TRY IT: Where does the word "also" show up in the records? Copy every line that has it.

AVAILABLE RECORDS:
//! Cache-group rules and their applicability test.

use regex::Regex;
use serde::{Deserialize, Serialize};

use super::reach::ModuleReach;
use crate::graph::ModuleId;

/// Which reachability a cache group accepts.
#[derive(Debug, Clone, Copy, PartialEq, Eq, Hash, Default, Serialize, Deserialize)]
#[serde(rename_all = "lowercase")]
pub enum ChunkMode {
    /// Only modules loaded synchronously by some entry.
    Initial,
    /// Only modules behind deferred import boundaries.
    Async,
    #[default]
    All,
}

impl ChunkMode {
    pub const fn as_str(self) -> &'static str {
        match self {
            Self::Initial => "initial",
            Self::Async => "async",
            Self::All => "all",
        }
    }

    pub fn accepts(self, reach: &ModuleReach) -> bool {
        match self {
            Self::Initial => !reach.initial.is_empty(),
            Self::Async => reach.initial.is_empty() && !reach.async_roots.is_empty(),
            Self::All => true,
        }
    }
}

/// Which group wins when several applicable groups share the top priority.
#[derive(Debug, Clone, Copy, PartialEq, Eq, Hash, Default, Serialize, Deserialize)]
#[serde(rename_all = "lowercase")]
pub enum TieBreak {
    /// Earliest declared group.
    #[default]
    First,
    /// Latest declared group.
    Last,
}

/// A compiled cache-group rule.
#[derive(Debug, Clone)]
pub struct CacheGroup {
    /// Chunk name modules claimed by this group land in.
    pub name: String,
    /// Matched against the module id; `None` matches every module.
    pub test: Option<Regex>,
    pub priority: i32,
    pub mode: ChunkMode,
    /// Minimum number of owners (entries plus async roots) sharing a module.
    pub min_chunks: usize,
    /// One chunk per owner (`<name>~<owner>`) instead of a single shared chunk.
    pub duplicate: bool,
}

impl CacheGroup {
    #[cfg(test)]
    pub fn new(name: impl Into<String>, priority: i32) -> Self {
        Self {
            name: name.into(),
            test: None,
            priority,
            mode: ChunkMode::All,
            min_chunks: 1,
            duplicate: false,
        }
    }

    #[cfg(test)]
    pub fn with_test(mut self, test: Regex) -> Self {
        self.test = Some(test);
        self
    }

    #[cfg(test)]
    pub fn with_mode(mut self, mode: ChunkMode) -> Self {
        self.mode = mode;
        self
    }

    #[cfg(test)]
    pub fn with_min_chunks(mut self, min_chunks: usize) -> Self {
        self.min_chunks = min_chunks;
        self
    }

    #[cfg(test)]
    pub fn with_duplicate(mut self, duplicate: bool) -> Self {
        self.duplicate = duplicate;
        self
    }

    pub fn applies(&self, id: &ModuleId, reach: &ModuleReach) -> bool {
        self.test.as_ref().is_none_or(|re| re.is_match(id.as_str()))
            && self.mode.accepts(reach)
            && reach.owner_count() >= self.min_chunks
    }
}

/// Highest priority among applicable groups; equal priorities follow `tie_break`.
pub fn resolve<'a>(
    groups: &'a [CacheGroup],
    tie_break: TieBreak,
    id: &ModuleId,
    reach: &ModuleReach,
) -> Option<&'a CacheGroup> {
    let mut best: Option<&CacheGroup> = None;
    for group in groups.iter().filter(|g| g.applies(id, reach)) {
        let wins = match (best, tie_break) {
            (None, _) => true,
            (Some(b), TieBreak::First) => group.priority > b.priority,
            (Some(b), TieBreak::Last) => group.priority >= b.priority,
        };
        if wins {
            best = Some(group);
        }
    }
    best
}

#[cfg(test)]
mod tests {
    use super::*;
    use std::collections::BTreeSet;

    fn initial(entries: &[&str]) -> ModuleReach {
        ModuleReach {
            initial: entries.iter().map(|s| s.to_string()).collect(),
            async_roots: BTreeSet::new(),
        }
    }

    fn deferred(roots: &[&str]) -> ModuleReach {
        ModuleReach {
            initial: BTreeSet::new(),
            async_roots: roots.iter().map(|s| ModuleId::new(s)).collect(),
        }
    }

    #[test]
    fn test_priority_then_declaration_order() {
        let id = ModuleId::new("node_modules/react/index.js");
        let groups = vec![
            CacheGroup::new("libs", 10).with_test(Regex::new("node_modules").unwrap()),
            CacheGroup::new("react", 20).with_test(Regex::new("react").unwrap()),
            CacheGroup::new("also-react", 20).with_test(Regex::new("react").unwrap()),
        ];
        let reach = initial(&["main"]);
        assert_eq!(resolve(&groups, TieBreak::First, &id, &reach).unwrap().name, "react");
        assert_eq!(resolve(&groups, TieBreak::Last, &id, &reach).unwrap().name, "also-react");
    }

    #[test]
    fn test_tie_break_never_beats_higher_priority() {
        let id = ModuleId::new("node_modules/react/index.js");
        let groups = [CacheGroup::new("react", 20), CacheGroup::new("libs", 10)];
        let reach = initial(&["main"]);
        assert_eq!(resolve(&groups, TieBreak::Last, &id, &reach).unwrap().name, "react");
    }

    #[test]
    fn test_mode_filters() {
        let id = ModuleId::new("a.js");
        let only_initial = [CacheGroup::new("g", 0).with_mode(ChunkMode::Initial)];
        let only_async = [CacheGroup::new("g", 0).with_mode(ChunkMode::Async)];

        assert!(resolve(&only_initial, TieBreak::First, &id, &initial(&["main"])).is_some());
        assert!(resolve(&only_initial, TieBreak::First, &id, &deferred(&["lazy.js"])).is_none());
        assert!(resolve(&only_async, TieBreak::First, &id, &deferred(&["lazy.js"])).is_some());
        assert!(resolve(&only_async, TieBreak::First, &id, &initial(&["main"])).is_none());
    }

    #[test]
    fn test_min_chunks_counts_owners() {
        let id = ModuleId::new("utils.js");
        let groups = [CacheGroup::new("common", 0).with_min_chunks(2)];
        assert!(resolve(&groups, TieBreak::First, &id, &initial(&["main"])).is_none());
        assert!(resolve(&groups, TieBreak::First, &id, &initial(&["admin", "main"])).is_some());
    }
}
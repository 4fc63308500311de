//! `[html]` section: generated HTML pages.
//!
//! ```toml
//! [html]
//! template = "public/index.html"   # omitted: a minimal page is generated
//! filename = "index.html"          # default: index.html, or [name].html for several entries
//! title = "app"
//! ```

use serde::{Deserialize, Serialize};
use std::fs;
use std::path::{Path, PathBuf};

use crate::config::{ConfigDiagnostics, FieldPath};

#[derive(Debug, Clone, Serialize, Deserialize)]
#[serde(default)]
pub struct HtmlConfig {
    pub enable: bool,
    pub template: Option<PathBuf>,
    /// Page path; `[name]` is replaced by the entry name.
    pub filename: Option<String>,
    /// Title of the generated page (ignored with a template).
    pub title: String,
}

impl Default for HtmlConfig {
    fn default() -> Self {
        Self {
            enable: true,
            template: None,
            filename: None,
            title: "bale".into(),
        }
    }
}

/// Compiled HTML page settings.
#[derive(Debug, Clone)]
pub struct HtmlPlan {
    /// Template contents, read at configuration time.
    pub template: Option<String>,
    pub filename: String,
    pub title: String,
}

impl HtmlPlan {
    pub fn page_path(&self, entry: &str) -> String {
        self.filename.replace("[name]", entry)
    }
}

impl HtmlConfig {
    pub fn compile(&self, root: &Path, entry_count: usize, diag: &mut ConfigDiagnostics) -> Option<HtmlPlan> {
        if !self.enable {
            return None;
        }

        let filename = match &self.filename {
            Some(filename) => filename.clone(),
            None if entry_count > 1 => "[name].html".into(),
            None => "index.html".into(),
        };
        if entry_count > 1 && !filename.contains("[name]") {
            diag.error_with_hint(
                FieldPath::new("html.filename"),
                format!("`{filename}` would be written once per entry"),
                "include `[name]` in the filename",
            );
        }

        let template = match &self.template {
            Some(path) => match fs::read_to_string(root.join(path)) {
                Ok(content) => Some(content),
                Err(err) => {
                    diag.error(
                        FieldPath::new("html.template"),
                        format!("cannot read `{}`: {err}", path.display()),
                    );
                    None
                }
            },
            None => None,
        };

        Some(HtmlPlan {
            template,
            filename,
            title: self.title.clone(),
        })
    }
}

RESPONSE TO THE TASK:
            CacheGroup::new("also-react", 20).with_test(Regex::new("react").unwrap()),
        assert_eq!(resolve(&groups, TieBreak::Last, &id, &reach).unwrap().name, "also-react");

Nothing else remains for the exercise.